We woke up in our treehouse just after 7am, and I made breakfast on the terrace for me and Mae. As howler monkeys howled a few hundred meters away, and rhinos grunted on the Kentish savannah, I felt like a well-catered-for explorer, albeit one that hasn’t needed any jabs or been concerned about attacks by local tribes. Between the sounds of Africa, sparrows tweeted as if to remind us we were just an hour from home.
Our treehouse came with its own golf cart and so with the park to ourselves, and Anna (really very pregnant) left to sleep, Mae and I went to explore. As number two looms, I’ve been thinking more about number one, and the dull ache she causes somewhere in the left side of my ribcage. She’s approaching four and in the last year, as she’s developed into an actual person with a character and temperament and opinions of her own, I think we’ve grown closer. The first year of parenting, I think, is mostly duty and dumb hormonal affection. The next two years were a bit more fun, but definitely with an awareness that I was the second-favourite parent, as she instinctively reached for her mother in times of strife. (And when I say strife, I mean being denied an extra episode of Peppa, or having to wait a little bit for a go on the swings).
But in the last six or 12 months, as she’s learned to tell jokes (exclusively about turds, but jokes none the less), learned to openly mock me and rough-and-tumble about the place, I think a stronger bond has developed. It’s probably made me realise, for the first time, that there will come a day when she moves out or gets married or generally doesn’t need (or want) to be with us anymore. And while that brings a strange mix of sadness and relief, curiosity and concern, it does also focus my mind on the now.

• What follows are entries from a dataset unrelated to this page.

//! Drain behavior across cache, queue and backend.

mod common;

use serde_json::json;
use std::time::Duration;

use common::{session, sorted};
use tally_core::{NewOperation, Record, RecordId, ViewKey};
use tally_sync::gateway::{GatewayCall, GatewayError};
use tally_sync::{EntityKind, MutationOutcome, RemoteGateway};

fn sale(quantity: i64) -> serde_json::Value {
    json!({ "inventory_id": 1, "quantity": quantity, "sale_type": "grams", "total_price": quantity * 10 })
}

#[tokio::test]
async fn drain_preserves_enqueue_order() {
    let s = session(true, vec![(EntityKind::Sale, vec![json!({ "id": 1, "quantity": 1 })])]);
    s.services.sales.list().await.unwrap();
    s.flag.set_online(false);

    s.services.sales.create(sale(2)).await.unwrap();
    s.services
        .sales
        .update(&RecordId::from(1), json!({ "quantity": 5 }))
        .await
        .unwrap();
    s.services.sales.create(sale(3)).await.unwrap();
    s.services.sales.delete(&RecordId::from(1)).await.unwrap();

    s.flag.set_online(true);
    let report = s.services.sales.drain().await.unwrap().report().cloned().unwrap();
    assert_eq!(report.confirmed, 4);

    let calls = s.gateway(EntityKind::Sale).mutation_calls();
    assert!(matches!(&calls[0], GatewayCall::Create { payload } if payload["quantity"] == 2));
    assert!(matches!(&calls[1], GatewayCall::Update { id, .. } if id == &RecordId::from(1)));
    assert!(matches!(&calls[2], GatewayCall::Create { payload } if payload["quantity"] == 3));
    assert!(matches!(&calls[3], GatewayCall::Delete { id } if id == &RecordId::from(1)));
}

#[tokio::test]
async fn drain_stops_at_first_failure() {
    let s = session(
        true,
        vec![(
            EntityKind::Inventory,
            vec![json!({ "id": 1 }), json!({ "id": 2 }), json!({ "id": 3 })],
        )],
    );
    s.flag.set_online(false);

    for id in [1, 2, 3] {
        s.services
            .inventory
            .update(&RecordId::from(id), json!({ "price_per_gram": 20 }))
            .await
            .unwrap();
    }

    s.gateway(EntityKind::Inventory).fail_on(|call| match call {
        GatewayCall::Update { id, .. } if id == &RecordId::from(2) => {
            Some(GatewayError::Unavailable("connection reset".into()))
        }
        _ => None,
    });
    s.flag.set_online(true);

    let report = s.services.inventory.drain().await.unwrap().report().cloned().unwrap();
    assert_eq!(report.attempted, 2);
    assert_eq!(report.confirmed, 1);
    assert_eq!(report.remaining, 2);
    assert!(report.failure.as_ref().unwrap().connectivity);

    let pending = s.services.inventory.pending_operations().await.unwrap();
    let targets: Vec<_> = pending.iter().filter_map(|op| op.target_id.clone()).collect();
    assert_eq!(targets, vec![RecordId::from(2), RecordId::from(3)]);

    // C was never dispatched.
    let gateway = s.gateway(EntityKind::Inventory);
    assert!(gateway
        .mutation_calls()
        .iter()
        .all(|c| c.target() != Some(&RecordId::from(3))));

    // A is not resubmitted on the next pass.
    gateway.clear_failures();
    gateway.clear_calls();
    let report = s.services.inventory.drain().await.unwrap().report().cloned().unwrap();
    assert!(report.is_complete());

    let retried: Vec<_> = gateway
        .mutation_calls()
        .iter()
        .filter_map(|c| c.target().cloned())
        .collect();
    assert_eq!(retried, vec![RecordId::from(2), RecordId::from(3)]);
}

#[tokio::test]
async fn full_drain_converges_cache_with_backend() {
    let s = session(
        true,
        vec![(
            EntityKind::Joint,
            vec![
                json!({ "id": 1, "assigned_to": 4, "joints_count": 10 }),
                json!({ "id": 2, "assigned_to": 5, "joints_count": 6 }),
            ],
        )],
    );
    s.services.joints.list().await.unwrap();
    s.services.joints.list_by_employee(&RecordId::from(4)).await.unwrap();
    s.services.joints.wait_for_background().await;
    s.flag.set_online(false);

    s.services
        .joints
        .create(json!({
            "inventory_id": 1, "grams_used": 3, "joints_count": 6,
            "price_per_joint": 5, "assigned_to": 4
        }))
        .await
        .unwrap();
    s.services
        .joints
        .assign_to_employee(&RecordId::from(2), &RecordId::from(4))
        .await
        .unwrap();

    s.flag.set_online(true);
    let report = s.services.joints.drain().await.unwrap().report().cloned().unwrap();
    assert!(report.is_complete());
    assert_eq!(report.refreshed, 2);

    let gateway = s.gateway(EntityKind::Joint);
    let cache = s.services.joints.cache();
    for view in [ViewKey::all(), ViewKey::employee(4)] {
        let remote = gateway.list(&view).await.unwrap();
        let cached = cache.read(&view).await.unwrap().unwrap();
        assert_eq!(sorted(cached), sorted(remote));
    }
}

#[tokio::test]
async fn optimistic_records_are_replaced_after_drain() {
    let s = session(false, vec![]);

    let outcome = s
        .services
        .inventory
        .create(json!({ "strain_name": "OG", "price_per_gram": 12, "buying_price": 7 }))
        .await
        .unwrap();
    let local_id = match &outcome {
        MutationOutcome::Queued { value, .. } => value.id.clone(),
        MutationOutcome::Confirmed(_) => panic!("expected a queued create"),
    };
    assert!(local_id.is_local());

    s.flag.set_online(true);
    s.services.inventory.drain().await.unwrap();

    let cached = s.services.inventory.list().await.unwrap();
    assert_eq!(cached.len(), 1);
    assert!(cached.iter().all(|r| !r.id.is_local() && !r.is_pending()));
    assert_eq!(cached[0].field("strain_name"), Some(&json!("OG")));
    s.services.inventory.wait_for_background().await;
}

#[tokio::test]
async fn empty_drain_is_idempotent() {
    let s = session(true, vec![]);

    for _ in 0..2 {
        let report = s.services.sales.drain().await.unwrap().report().cloned().unwrap();
        assert_eq!(report.attempted, 0);
        assert_eq!(report.refreshed, 0);
    }
    assert!(s.gateway(EntityKind::Sale).calls().is_empty());
}

#[tokio::test]
async fn partial_drain_keeps_unconfirmed_tail_and_cache() {
    let s = session(
        true,
        vec![(
            EntityKind::Sale,
            vec![json!({ "id": 7, "qty": 1 }), json!({ "id": 9, "qty": 2 })],
        )],
    );
    s.services.sales.list().await.unwrap();

    let queue = s.services.sales.queue();
    let cache = s.services.sales.cache();

    let local = RecordId::local();
    let create = queue
        .enqueue(NewOperation::create(EntityKind::Sale, json!({ "name": "A" }), local.clone()))
        .await
        .unwrap();
    cache
        .append_optimistic(
            &ViewKey::all(),
            Record::optimistic(local, &create.payload, create.pending_marker()).unwrap(),
        )
        .await
        .unwrap();
    queue
        .enqueue(NewOperation::update(EntityKind::Sale, 7.into(), json!({ "qty": 3 })))
        .await
        .unwrap();
    let delete = queue
        .enqueue(NewOperation::delete(EntityKind::Sale, 9.into()))
        .await
        .unwrap();

    s.gateway(EntityKind::Sale).fail_on(|call| match call {
        GatewayCall::Delete { .. } => Some(GatewayError::Rejected {
            status: 409,
            message: "sale is locked".into(),
        }),
        _ => None,
    });

    let report = s.services.sales.drain().await.unwrap().report().cloned().unwrap();
    assert_eq!(report.confirmed, 2);
    assert_eq!(report.failure.as_ref().unwrap().seq, delete.seq);

    let pending = s.services.sales.pending_operations().await.unwrap();
    assert_eq!(pending.len(), 1);
    assert_eq!(pending[0].seq, delete.seq);

    let cached = cache.read(&ViewKey::all()).await.unwrap().unwrap();
    let created = cached
        .iter()
        .find(|r| r.field("name") == Some(&json!("A")))
        .unwrap();
    assert!(!created.id.is_local());
    assert!(!created.is_pending());

    let seven = cached.iter().find(|r| r.id == RecordId::from(7)).unwrap();
    assert_eq!(seven.field("qty"), Some(&json!(3)));
    assert!(cached.iter().any(|r| r.id == RecordId::from(9)));

    let drained = s.observer.reports();
    assert_eq!(drained.len(), 1);
    assert!(!drained[0].is_complete());
}

#[tokio::test]
async fn dependent_update_survives_partial_drain() {
    let s = session(false, vec![]);

    let created = s
        .services
        .sales
        .create(sale(1))
        .await
        .unwrap()
        .into_value();
    s.services
        .sales
        .update(&created.id, json!({ "quantity": 4 }))
        .await
        .unwrap();

    s.flag.set_online(true);
    let gateway = s.gateway(EntityKind::Sale);
    gateway.fail_on(|call| match call {
        GatewayCall::Update { .. } => Some(GatewayError::Timeout(Duration::from_secs(2))),
        _ => None,
    });

    let report = s.services.sales.drain().await.unwrap().report().cloned().unwrap();
    assert_eq!(report.confirmed, 1);

    let pending = s.services.sales.pending_operations().await.unwrap();
    assert_eq!(pending[0].target_id, Some(RecordId::from(1)));

    gateway.clear_failures();
    let report = s.services.sales.drain().await.unwrap().report().cloned().unwrap();
    assert!(report.is_complete());
    assert_eq!(
        gateway.record(&RecordId::from(1)).unwrap().field("quantity"),
        Some(&json!(4))
    );
}

#[tokio::test]
async fn concurrent_drain_returns_busy() {
    let s = session(true, vec![(EntityKind::Sale, vec![json!({ "id": 1 })])]);
    s.flag.set_online(false);
    s.services.sales.delete(&RecordId::from(1)).await.unwrap();
    s.flag.set_online(true);

    let gateway = s.gateway(EntityKind::Sale);
    gateway.set_latency(Duration::from_millis(100));

    let (first, second) = tokio::join!(s.services.sales.drain(), async {
        tokio::time::sleep(Duration::from_millis(20)).await;
        s.services.sales.drain().await
    });

    assert!(first.unwrap().report().unwrap().is_complete());
    assert!(second.unwrap().is_busy());
    assert_eq!(gateway.mutation_calls().len(), 1);
}

#[tokio::test]
async fn late_edit_on_drained_create_reaches_backend_record() {
    let s = session(false, vec![]);

    let created = s
        .services
        .inventory
        .create(json!({ "strain_name": "OG", "price_per_gram": 12, "buying_price": 7 }))
        .await
        .unwrap()
        .into_value();
    assert!(created.id.is_local());

    s.flag.set_online(true);
    let report = s.services.inventory.drain().await.unwrap().report().cloned().unwrap();
    assert!(report.is_complete());
    assert_eq!(report.remaining, 0);

    // The caller still holds the local id; edit it while offline.
    s.flag.set_online(false);
    s.services
        .inventory
        .update(&created.id, json!({ "price_per_gram": 15 }))
        .await
        .unwrap();
    let pending = s.services.inventory.pending_operations().await.unwrap();
    assert_eq!(pending[0].target_id, Some(RecordId::from(1)));

    s.flag.set_online(true);
    let report = s.services.inventory.drain().await.unwrap().report().cloned().unwrap();
    assert!(report.is_complete());
    assert_eq!(report.remaining, 0);

    let gateway = s.gateway(EntityKind::Inventory);
    assert_eq!(
        gateway.record(&RecordId::from(1)).unwrap().field("price_per_gram"),
        Some(&json!(15))
    );

    // Online, the same id goes straight to the backend.
    let outcome = s
        .services
        .inventory
        .delete(&created.id)
        .await
        .unwrap();
    assert!(!outcome.is_queued());
    assert!(gateway.records().is_empty());
}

So we whizzed around the park on our little cart, her, slightly nervously by my side (I’m not the finest driver, even with a top speed of 5mph). Our first stop was the howlers, the source of all that noise, to ask what all the fuss was about, then some baboons, to laugh at their bulbous red arses, then deer and dinosaurs. The last of those were fake, of course, but there’s a jungle trail full of them, built to scale for curious kids to clamber on and gaze at, leading to conversations along the lines of, ‘Mae, who do you think would win in a fight between a giraffe and a diplodocus?’ Or, ‘how many monkeys would be needed to take down a T-rex?’ Then we fetched Anna, to feed leafy branches to a greedy giraffe called Gary.
It’s good to meet new people (and be reminded why you like the ones you see all the time).
What is it?
Port Lympne Reserve is a 600 acres wildlife park with 88 species including wolves, bears, giraffe, monkeys, zebra, tigers and rhino. The beasts roam about as freely as I’ve ever seen beyond a series of Planet Earth and there is now a dinosaur trail with life-sized models and augmented realty dinosaurs.
Staying at Lympne
Overnight stays start from £99 per night, with digs ranging from cosy glamping huts and safari-style tents, to private treehouses that are more like Manhattan apartments. Most accommodation has cooking facilities or you can order safari hampers to be delivered. Tiger Lodge, overlooking the tiger enclosure (!) is due to open soon.
Port Lympne Reserve is five minutes off the M20 between junctions 10 and 11, or a 15 minute cab ride from Ashford station. Day tickets start at £22.50 per adult.